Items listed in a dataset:

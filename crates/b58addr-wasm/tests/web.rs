#![cfg(target_arch = "wasm32")]

use b58addr_wasm::codec::{decode_base58, decode_base58_check, encode_base58, encode_base58_check};
use b58addr_wasm::{address_to_hash, hash_to_address, is_valid_address, pubkey_to_address, AddressInfo};
use wasm_bindgen_test::*;

#[wasm_bindgen_test]
fn base58_roundtrip() {
    let text = encode_base58(b"Hello World!");
    assert_eq!(text, "2NEpo7TZRRrLZSi2U");
    assert_eq!(decode_base58(&text).unwrap(), b"Hello World!".to_vec());
    assert!(decode_base58("0OIl").is_err());
}

#[wasm_bindgen_test]
fn base58_check_roundtrip() {
    let text = encode_base58_check(b"payload");
    assert_eq!(decode_base58_check(&text).unwrap(), b"payload".to_vec());
}

#[wasm_bindgen_test]
fn address_roundtrip() {
    let address = hash_to_address(0, "f54a5851e9372b87810a8e60cdd2e7cfd80b6e31").unwrap();
    assert_eq!(address, "1PMycacnJaSqwwJqjawXBErnLsZ7RkXUAs");
    assert!(is_valid_address(&address, 0));

    let value = address_to_hash(&address, 0).unwrap();
    let info: AddressInfo = serde_wasm_bindgen::from_value(value).unwrap();
    assert_eq!(info.hash160, "f54a5851e9372b87810a8e60cdd2e7cfd80b6e31");
}

#[wasm_bindgen_test]
fn pubkey_address() {
    let pubkey = hex::decode("0250863ad64a87ae8a2fe83c1af1a8403cb53f53e486d8511dad8a04887e5b2352").unwrap();
    assert_eq!(pubkey_to_address(&pubkey, "mainnet").unwrap(), "1PMycacnJaSqwwJqjawXBErnLsZ7RkXUAs");
    assert!(pubkey_to_address(&pubkey, "nowhere").is_err());
}
//! Base58 text encoding.
//!
//! The alphabet leaves out `0`, `O`, `I` and `l`, which look alike in many
//! fonts. Text is big-endian: the first character is the most significant
//! digit, and every leading zero byte is written as one `'1'`.

use alloc::string::String;
use alloc::vec::Vec;
use thiserror::Error;

use crate::bignum::{bytes_to_digits, digits_to_bytes};

/// The 58-symbol alphabet; a symbol's digit value is its index.
pub const ALPHABET: &[u8; 58] = b"123456789ABCDEFGHJKLMNPQRSTUVWXYZabcdefghijkmnopqrstuvwxyz";

/// Sentinel for bytes outside the alphabet in [`DIGIT_MAP`].
const INVALID: u8 = 0xFF;

/// Reverse lookup from ASCII byte to digit value.
static DIGIT_MAP: [u8; 128] = build_digit_map();

const fn build_digit_map() -> [u8; 128] {
    let mut map = [INVALID; 128];
    let mut i = 0;
    while i < ALPHABET.len() {
        map[ALPHABET[i] as usize] = i as u8;
        i += 1;
    }
    map
}

/// Base58 decoding errors.
#[derive(Debug, Clone, Copy, PartialEq, Eq, Error)]
pub enum Base58Error {
    /// A character outside the alphabet, followed by something other than
    /// whitespace.
    #[error("Invalid Base58 character {character:?} at position {index}")]
    InvalidCharacter { character: char, index: usize },
}

/// Whitespace tolerated around Base58 text.
fn is_space(c: char) -> bool {
    matches!(c, ' ' | '\t' | '\n' | '\r')
}

/// Digit value of `c`, if it belongs to the alphabet.
fn digit_value(c: char) -> Option<u8> {
    if !c.is_ascii() {
        return None;
    }
    match DIGIT_MAP[c as usize] {
        INVALID => None,
        value => Some(value),
    }
}

/// Encode bytes as Base58 text.
///
/// Never fails; the empty buffer encodes to the empty string.
pub fn encode(input: &[u8]) -> String {
    if input.is_empty() {
        return String::new();
    }

    let leading_zeros = input.iter().take_while(|&&b| b == 0).count();
    let digits = bytes_to_digits(input);

    let mut result = String::with_capacity(input.len() * 138 / 100 + 1);
    for _ in 0..leading_zeros {
        result.push(ALPHABET[0] as char);
    }
    // Digits come least significant first
    for &digit in digits.iter().rev() {
        result.push(ALPHABET[digit as usize] as char);
    }

    result
}

/// Decode Base58 text to bytes.
///
/// Leading whitespace is skipped. Decoding stops at the first character
/// outside the alphabet if only whitespace follows it; otherwise that
/// character is reported. Empty (or all-whitespace) text decodes to an empty
/// buffer.
pub fn decode(input: &str) -> Result<Vec<u8>, Base58Error> {
    let offset = input.len() - input.trim_start_matches(is_space).len();
    let text = &input[offset..];

    let mut digits = Vec::with_capacity(text.len());
    for (pos, c) in text.char_indices() {
        match digit_value(c) {
            Some(value) => digits.push(value),
            None if text[pos..].chars().all(is_space) => break,
            None => {
                let index = offset + pos;
                log::debug!("base58: rejecting {:?} at byte {}", c, index);
                return Err(Base58Error::InvalidCharacter { character: c, index });
            }
        }
    }

    let leading_zeros = digits.iter().take_while(|&&d| d == 0).count();
    let magnitude = digits_to_bytes(&digits[leading_zeros..]);

    let mut result = Vec::with_capacity(leading_zeros + magnitude.len());
    result.resize(leading_zeros, 0u8);
    result.extend_from_slice(&magnitude);

    log::trace!("base58: decoded {} chars to {} bytes", digits.len(), result.len());
    Ok(result)
}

§ What is needed
For this exercise, output exactly the lines above from the line with "the most significant" to the line with "is its index.", counting both, and leave out the rest.

§ Solved exercise
//! fonts. Text is big-endian: the first character is the most significant
//! digit, and every leading zero byte is written as one `'1'`.

use alloc::string::String;
use alloc::vec::Vec;
use thiserror::Error;

use crate::bignum::{bytes_to_digits, digits_to_bytes};

/// The 58-symbol alphabet; a symbol's digit value is its index.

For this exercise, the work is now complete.